Tell how many lines in the data below contain "timeout", using one number as the whole reply.

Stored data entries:
————————

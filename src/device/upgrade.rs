//! Chunked firmware delivery on top of the command sequencer.

use std::time::Duration;

use log::{info, warn};
use tokio::spawn;
use tokio::sync::mpsc;

use crate::device::connection::{DeviceLink, UpgradeGuard};
use crate::device::types::{UpgradeEvent, UpgradeTarget};
use crate::protocol::{self, opcode};
use crate::protocol::params::{self, UPGRADE_CHUNK_SIZE};

pub(crate) fn spawn_upgrade(
    link: DeviceLink,
    sn: u32,
    image: Vec<u8>,
    target: UpgradeTarget,
    timeout: Duration,
    guard: UpgradeGuard,
) -> mpsc::Receiver<UpgradeEvent> {
    let (tx, rx) = mpsc::channel(64);
    spawn(run(link, sn, image, target, timeout, guard, tx));
    rx
}

async fn run(
    link: DeviceLink,
    sn: u32,
    image: Vec<u8>,
    target: UpgradeTarget,
    timeout: Duration,
    guard: UpgradeGuard,
    tx: mpsc::Sender<UpgradeEvent>,
) {
    // holds the connection's single session slot for the whole transfer
    let _guard = guard;

    let total = (image.len() + UPGRADE_CHUNK_SIZE - 1) / UPGRADE_CHUNK_SIZE;
    let crc = protocol::crc32(&image);
    info!(
        "Upgrading {:?} of {}: {} bytes in {} frames, crc 0x{:08X}",
        target, link.device.mac, image.len(), total, crc,
    );

    let prepare = params::encode_upgrade_prepare(sn, image.len() as u32, crc, total as u32, target.code());
    let prepared = link
        .request(opcode::PREPARE_UPGRADE, prepare, params::ACK_LEN, timeout)
        .await
        .and_then(|payload| params::decode_ack(&payload, "prepare upgrade"));
    if let Err(err) = prepared {
        finish(&link, &tx, false, format!("prepare failed: {}", err)).await;
        return;
    }

    for index in 0..total {
        let payload = params::encode_upgrade_frame(&image, index);
        let outcome = link
            .request(opcode::UPGRADE_DATA, payload, params::UPGRADE_FRAME_ACK_LEN, timeout)
            .await
            .and_then(|payload| params::decode_upgrade_frame_ack(&payload));

        match outcome {
            Ok(acked) if acked == index as u32 => {
                let _ = tx
                    .send(UpgradeEvent::FrameAcked {
                        index: index as u32,
                        total: total as u32,
                    })
                    .await;
            }
            Ok(acked) => {
                finish(
                    &link,
                    &tx,
                    false,
                    format!("frame {} acknowledged out of order (device reported {})", index, acked),
                )
                .await;
                return;
            }
            Err(err) => {
                // abort immediately, the remaining frames are never sent
                finish(&link, &tx, false, format!("frame {} failed: {}", index, err)).await;
                return;
            }
        }
    }

    finish(&link, &tx, true, format!("upgrade complete, {} frames transferred", total)).await;
}

async fn finish(link: &DeviceLink, tx: &mpsc::Sender<UpgradeEvent>, success: bool, message: String) {
    if success {
        info!("Upgrade of {}: {}", link.device.mac, message);
    } else {
        warn!("Upgrade of {}: {}", link.device.mac, message);
    }
    let _ = tx.send(UpgradeEvent::Result { success, message }).await;
}
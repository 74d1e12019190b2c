//! Per-device command sequencer.
//!
//! Every connected device gets one of these tasks. All traffic to the device
//! funnels through its mailbox, which yields single-flight ordering, the
//! enforced gap between consecutive writes and arrival-order correlation
//! without any shared locks. Sequencers of different devices run
//! independently.

use std::collections::VecDeque;
use std::sync::Arc;
use std::time::Duration;

use log::{debug, warn};
use tokio::sync::{mpsc, oneshot};
use tokio::time::{self, Instant};
use tokio_util::sync::CancellationToken;

use crate::error::SensorError;
use crate::protocol::{self, opcode};
use crate::protocol::params::TempReading;
use crate::transport::Transport;

/// Park interval for the timer branches while they have nothing to wake for.
const IDLE_PARK: Duration = Duration::from_secs(3600);

pub(crate) struct CommandRequest {
    pub opcode: u8,
    pub payload: Vec<u8>,
    /// Payload length the correlated response must have.
    pub expect_len: usize,
    pub timeout: Duration,
    pub reply: oneshot::Sender<Result<Vec<u8>, SensorError>>,
}

pub(crate) enum SequencerInput {
    Command(CommandRequest),
    /// Registers the temperature subscriber for unsolicited readings.
    SetTempSink(mpsc::Sender<TempReading>),
    /// Silences local delivery only; the device keeps sending.
    MuteTempSink,
    /// Forgets the subscriber entirely (after a network-level stop).
    ClearTempSink,
}

struct InFlight {
    opcode: u8,
    expect_len: usize,
    deadline: Instant,
    timeout: Duration,
    reply: oneshot::Sender<Result<Vec<u8>, SensorError>>,
}

struct TempSink {
    tx: mpsc::Sender<TempReading>,
    muted: bool,
}

pub(crate) fn spawn_sequencer(
    mac: String,
    transport: Arc<dyn Transport>,
    notifications: mpsc::Receiver<Vec<u8>>,
    write_gap: Duration,
    cancel: CancellationToken,
    loss_tx: mpsc::Sender<String>,
) -> mpsc::Sender<SequencerInput> {
    let (tx, rx) = mpsc::channel(32);
    tokio::spawn(run(mac, transport, notifications, rx, write_gap, cancel, loss_tx));
    tx
}

async fn run(
    mac: String,
    transport: Arc<dyn Transport>,
    mut notifications: mpsc::Receiver<Vec<u8>>,
    mut inputs: mpsc::Receiver<SequencerInput>,
    write_gap: Duration,
    cancel: CancellationToken,
    loss_tx: mpsc::Sender<String>,
) {
    let mut queue: VecDeque<CommandRequest> = VecDeque::new();
    let mut in_flight: Option<InFlight> = None;
    let mut temp_sink: Option<TempSink> = None;
    let mut next_write_at = Instant::now();
    let mut link_lost = false;

    loop {
        let dispatch_ready = in_flight.is_none() && !queue.is_empty();
        let response_deadline = in_flight
            .as_ref()
            .map(|flight| flight.deadline)
            .unwrap_or_else(|| Instant::now() + IDLE_PARK);

        tokio::select! {
            _ = cancel.cancelled() => {
                break;
            },

            input = inputs.recv() => match input {
                Some(SequencerInput::Command(request)) => {
                    queue.push_back(request);
                },
                Some(SequencerInput::SetTempSink(tx)) => {
                    temp_sink = Some(TempSink { tx, muted: false });
                },
                Some(SequencerInput::MuteTempSink) => {
                    if let Some(sink) = temp_sink.as_mut() {
                        sink.muted = true;
                    }
                },
                Some(SequencerInput::ClearTempSink) => {
                    temp_sink = None;
                },
                None => {
                    break;
                },
            },

            frame = notifications.recv() => match frame {
                Some(frame) => {
                    route_frame(&mac, &frame, &mut in_flight, &mut temp_sink);
                },
                None => {
                    // the transport dropped the stream: the link is gone
                    link_lost = true;
                    break;
                },
            },

            _ = time::sleep_until(response_deadline), if in_flight.is_some() => {
                let flight = in_flight.take().expect("timeout fired without in-flight command");
                warn!(
                    "Device {}: command 0x{:02X} timed out after {:?}",
                    mac, flight.opcode, flight.timeout,
                );
                let _ = flight.reply.send(Err(SensorError::Timeout(flight.timeout)));
            },

            _ = time::sleep_until(next_write_at), if dispatch_ready => {
                let request = queue.pop_front().expect("dispatch fired with an empty queue");
                // the gap is measured write-to-write; an early response must
                // not shorten it
                next_write_at = Instant::now() + write_gap;
                let frame = protocol::pack_frame(request.opcode, &request.payload);
                match transport.write(&mac, &frame).await {
                    Ok(()) => {
                        in_flight = Some(InFlight {
                            opcode: request.opcode,
                            expect_len: request.expect_len,
                            deadline: Instant::now() + request.timeout,
                            timeout: request.timeout,
                            reply: request.reply,
                        });
                    },
                    Err(source) => {
                        let _ = request.reply.send(Err(SensorError::Transport { source }));
                    },
                }
            },
        }
    }

    if link_lost {
        let _ = loss_tx.try_send(mac.clone());
    }

    let reason = if link_lost { "connection dropped" } else { "connection closed" };
    if let Some(flight) = in_flight.take() {
        let _ = flight.reply.send(Err(SensorError::LinkLost(reason.to_string())));
    }
    for request in queue.drain(..) {
        let _ = request.reply.send(Err(SensorError::LinkLost(reason.to_string())));
    }
    inputs.close();
    while let Ok(input) = inputs.try_recv() {
        if let SequencerInput::Command(request) = input {
            let _ = request.reply.send(Err(SensorError::LinkLost(reason.to_string())));
        }
    }
    debug!("Device {}: sequencer stopped", mac);
}

/// Routes one inbound frame: temperature notifications go to the subscriber,
/// everything else correlates to the oldest outstanding request. The
/// protocol has no sequence numbers, arrival order is all there is.
fn route_frame(
    mac: &str,
    frame: &[u8],
    in_flight: &mut Option<InFlight>,
    temp_sink: &mut Option<TempSink>,
) {
    let (op, payload) = match protocol::unpack_frame(frame) {
        Ok(v) => v,
        Err(err) => {
            if let Some(flight) = in_flight.take() {
                let _ = flight.reply.send(Err(err));
            } else {
                warn!("Device {}: dropping malformed frame: {}", mac, err);
            }
            return;
        }
    };

    if op == opcode::TEMP_DATA {
        match temp_sink {
            Some(sink) => match TempReading::decode(payload) {
                Ok(reading) => {
                    if !sink.muted {
                        let _ = sink.tx.try_send(reading);
                    }
                }
                Err(err) => warn!("Device {}: bad temp notification: {}", mac, err),
            },
            // the stop command was acknowledged (or never issued); late
            // values on the wire are expected and dropped here
            None => debug!("Device {}: temp frame without subscriber", mac),
        }
        return;
    }

    match in_flight.take() {
        Some(flight) => {
            let result = if op != flight.opcode {
                Err(SensorError::Protocol(format!(
                    "expected response opcode 0x{:02X}, got 0x{:02X}",
                    flight.opcode, op,
                )))
            } else if payload.len() != flight.expect_len {
                Err(SensorError::Protocol(format!(
                    "response 0x{:02X}: expected {} payload bytes, got {}",
                    op,
                    flight.expect_len,
                    payload.len(),
                )))
            } else {
                Ok(payload.to_vec())
            };
            let _ = flight.reply.send(result);
        }
        None => {
            debug!("Device {}: unsolicited frame 0x{:02X} dropped", mac, op);
        }
    }
}
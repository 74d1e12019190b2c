use std::env;

pub mod client;
pub mod config;
pub mod device;
pub mod error;
pub mod protocol;
pub mod signal;
pub mod transport;

pub use client::SensorClient;
pub use config::{ClientConfig, ScanFilter};
pub use device::types::{
    ConnectionEvent, Device, ScanEvent, UpgradeEvent, UpgradeTarget, VibrationSample,
};
pub use error::{ConfigError, SensorError, TransportError};
pub use protocol::params::{
    LinearCoefficients, ModuleStatus, SelfCheckReport, SystemParams, TempCalibration, TempReading,
};
pub use signal::Spectrum;

pub fn init_logging() {
    let mut dispatch = fern::Dispatch::new()
        .format(|out, message, record| {
            out.finish(format_args!(
                "[{} {} {}] {}",
                humantime::format_rfc3339(std::time::SystemTime::now()),
                record.level(),
                record.target(),
                message
            ))
        })
        .level(log::LevelFilter::Info)
        .chain(std::io::stderr());

    if let Ok(log_file) = env::var("LOG_FILE") {
        dispatch = dispatch.chain(
            fern::log_file(log_file).expect("Failed to open LOG_FILE")
        );
    }

    dispatch.apply().expect("Failed to initialize logger");

}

————————

**Result for this task**
12